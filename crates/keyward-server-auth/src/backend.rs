// Copyright (c) 2025 Geoffrey Huntley <ghuntley@ghuntley.com>. All rights reserved.
// SPDX-License-Identifier: Proprietary

//! The seam between the host and an auth method.

use async_trait::async_trait;

use crate::error::AuthResult;
use crate::request::{Request, Response};
use crate::types::Auth;

/// An auth method mounted by the host.
///
/// Backends are shared across request tasks; every method takes `&self`
/// and internal state is guarded by the backend itself.
#[async_trait]
pub trait Backend: Send + Sync {
	/// Mount type name, such as `aws` or `radius`.
	fn backend_type(&self) -> &'static str;

	/// Handle a request routed to this backend. `login` issues an [`Auth`].
	async fn handle(&self, request: Request) -> AuthResult<Response>;

	/// Re-validate a previously issued [`Auth`] and return its refreshed form.
	async fn renew(&self, auth: &Auth) -> AuthResult<Auth>;

	/// Called by the host scheduler. Backends without background work do nothing.
	async fn periodic(&self) -> AuthResult<()> {
		Ok(())
	}
}
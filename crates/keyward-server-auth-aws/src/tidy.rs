// Copyright (c) 2025 Geoffrey Huntley <ghuntley@ghuntley.com>. All rights reserved.
// SPDX-License-Identifier: Proprietary

//! Whitelist and blacklist cleanup, forced or periodic.

use chrono::{DateTime, Utc};
use keyward_server_auth::fields::opt_duration;
use keyward_server_auth::{
	AuthResult, Cooldown, SingleFlight, Storage, StorageExt, TidyConfig, TidySummary,
};
use serde::Deserialize;
use std::sync::Arc;
use std::time::Duration;
use tracing::{info, warn};

use crate::ledger::ReplayLedger;

pub const WHITELIST_TIDY_CONFIG_KEY: &str = "config/tidy/identity-whitelist";
pub const BLACKLIST_TIDY_CONFIG_KEY: &str = "config/tidy/roletag-blacklist";

#[derive(Debug, Clone, Copy, PartialEq, Eq)]
pub enum TidyKind {
	IdentityWhitelist,
	RoleTagBlacklist,
}

impl TidyKind {
	pub const ALL: [TidyKind; 2] = [TidyKind::IdentityWhitelist, TidyKind::RoleTagBlacklist];

	pub fn as_str(&self) -> &'static str {
		match self {
			TidyKind::IdentityWhitelist => "identity-whitelist",
			TidyKind::RoleTagBlacklist => "roletag-blacklist",
		}
	}

	pub fn from_path(segment: &str) -> Option<Self> {
		Self::ALL.into_iter().find(|k| k.as_str() == segment)
	}

	fn config_key(&self) -> &'static str {
		match self {
			TidyKind::IdentityWhitelist => WHITELIST_TIDY_CONFIG_KEY,
			TidyKind::RoleTagBlacklist => BLACKLIST_TIDY_CONFIG_KEY,
		}
	}

	fn default_config(&self) -> TidyConfig {
		match self {
			TidyKind::IdentityWhitelist => TidyConfig::whitelist_default(),
			TidyKind::RoleTagBlacklist => TidyConfig::blacklist_default(),
		}
	}
}

#[derive(Debug, Clone, Copy, PartialEq, Eq)]
pub enum TidyOutcome {
	Completed(TidySummary),
	/// Another sweep of the same kind holds the single-flight flag.
	AlreadyRunning,
}

#[derive(Debug, Default, Deserialize)]
pub struct TidyConfigInput {
	#[serde(default, with = "opt_duration")]
	pub safety_buffer: Option<Duration>,
	pub disable_periodic_tidy: Option<bool>,
}

#[derive(Debug, Default, Deserialize)]
pub struct TidyRunInput {
	#[serde(default, with = "opt_duration")]
	pub safety_buffer: Option<Duration>,
}

pub struct TidyWorker {
	storage: Arc<dyn Storage>,
	ledger: Arc<ReplayLedger>,
	whitelist: SingleFlight,
	blacklist: SingleFlight,
	cooldown: Cooldown,
}

impl TidyWorker {
	pub fn new(storage: Arc<dyn Storage>, ledger: Arc<ReplayLedger>, cooldown: Cooldown) -> Self {
		Self {
			storage,
			ledger,
			whitelist: SingleFlight::new(),
			blacklist: SingleFlight::new(),
			cooldown,
		}
	}

	fn flight(&self, kind: TidyKind) -> &SingleFlight {
		match kind {
			TidyKind::IdentityWhitelist => &self.whitelist,
			TidyKind::RoleTagBlacklist => &self.blacklist,
		}
	}

	/// Number of completed sweeps of `kind`.
	pub fn completed(&self, kind: TidyKind) -> u64 {
		self.flight(kind).completed()
	}

	pub async fn config(&self, kind: TidyKind) -> AuthResult<TidyConfig> {
		TidyConfig::load(self.storage.as_ref(), kind.config_key(), kind.default_config()).await
	}

	pub async fn write_config(&self, kind: TidyKind, input: TidyConfigInput) -> AuthResult<TidyConfig> {
		let mut config = self.config(kind).await?;
		if let Some(buffer) = input.safety_buffer {
			config.safety_buffer = buffer;
		}
		if let Some(disable) = input.disable_periodic_tidy {
			config.disable_periodic_tidy = disable;
		}
		self.storage.put_json(kind.config_key(), &config).await?;
		Ok(config)
	}

	pub async fn delete_config(&self, kind: TidyKind) -> AuthResult<()> {
		self.storage.delete(kind.config_key()).await?;
		Ok(())
	}

	/// Sweep `kind` once. `safety_buffer` overrides the stored one.
	#[tracing::instrument(skip(self), fields(kind = kind.as_str()), name = "TidyWorker::run")]
	pub async fn run(
		&self,
		kind: TidyKind,
		safety_buffer: Option<Duration>,
		now: DateTime<Utc>,
	) -> AuthResult<TidyOutcome> {
		let Some(guard) = self.flight(kind).try_acquire() else {
			info!("tidy already running, skipping");
			return Ok(TidyOutcome::AlreadyRunning);
		};
		let buffer = match safety_buffer {
			Some(buffer) => buffer,
			None => self.config(kind).await?.safety_buffer,
		};
		let summary = match kind {
			TidyKind::IdentityWhitelist => self.ledger.tidy_whitelist(buffer, now).await?,
			TidyKind::RoleTagBlacklist => self.ledger.tidy_blacklist(buffer, now).await?,
		};
		guard.complete();
		Ok(TidyOutcome::Completed(summary))
	}

	/// Host tick: at most one pass per cooldown period, skipping disabled kinds.
	pub async fn periodic(&self, now: DateTime<Utc>) -> AuthResult<()> {
		if !self.cooldown.try_begin(now) {
			return Ok(());
		}
		for kind in TidyKind::ALL {
			let config = match self.config(kind).await {
				Ok(config) => config,
				Err(e) => {
					warn!(kind = kind.as_str(), error = %e, "failed to load tidy config");
					continue;
				}
			};
			if config.disable_periodic_tidy {
				continue;
			}
			if let Err(e) = self.run(kind, None, now).await {
				warn!(kind = kind.as_str(), error = %e, "periodic tidy failed");
			}
		}
		Ok(())
	}
}
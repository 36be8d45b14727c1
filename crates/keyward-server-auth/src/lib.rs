// Copyright (c) 2025 Geoffrey Huntley <ghuntley@ghuntley.com>. All rights reserved.
// SPDX-License-Identifier: Proprietary

//! Shared core for keyward authentication backends.
//!
//! Each method crate (AWS, Chef, RADIUS, Azure, HTTP Basic) builds on:
//!
//! - [`Storage`]: the host key/value store, with an in-memory implementation
//! - [`Request`]/[`Response`]/[`Auth`]: the host request model
//! - [`AuthError`]: the error model and its user-facing messages
//! - [`RoleStore`]: lowercase-keyed roles with per-role HMAC keys
//! - [`policy`]: canonical policy lists
//! - [`TtlBounds`]: token and replay-retention lifetimes
//! - [`tidy`]: single-flight sweeps of expiring entries

pub mod backend;
pub mod error;
pub mod fields;
pub mod locks;
pub mod policy;
pub mod policy_map;
pub mod request;
pub mod role;
pub mod storage;
pub mod system;
pub mod tidy;
pub mod types;

pub use backend::Backend;
pub use error::{AuthError, AuthResult, ErrorKind, ReplayError};
pub use locks::KeyedLocks;
pub use policy_map::{PolicyMapEntry, PolicyMapStore};
pub use request::{ConnectionInfo, Operation, Request, Response};
pub use role::{Bindings, RoleBinding, RoleStore};
pub use storage::{InMemoryStorage, Storage, StorageError, StorageExt};
pub use system::{StaticSystemView, SystemView, TtlBounds};
pub use tidy::{Cooldown, Expiring, SingleFlight, TidyConfig, TidySummary};
pub use types::{Auth, AuthMethod, ClaimValue, PrincipalClaim};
━━━━━━━━━━━━━━━━━━━━━━━━━━━━━━
## [What needs to be done]
Everything in the material above from the line that has "fn flight(&self, kind: TidyKind)" through the line that has "Number of completed" must be duplicated exactly, with no other lines given.

## [Response to the exercise]
	fn flight(&self, kind: TidyKind) -> &SingleFlight {
		match kind {
			TidyKind::IdentityWhitelist => &self.whitelist,
			TidyKind::RoleTagBlacklist => &self.blacklist,
		}
	}

	/// Number of completed sweeps of `kind`.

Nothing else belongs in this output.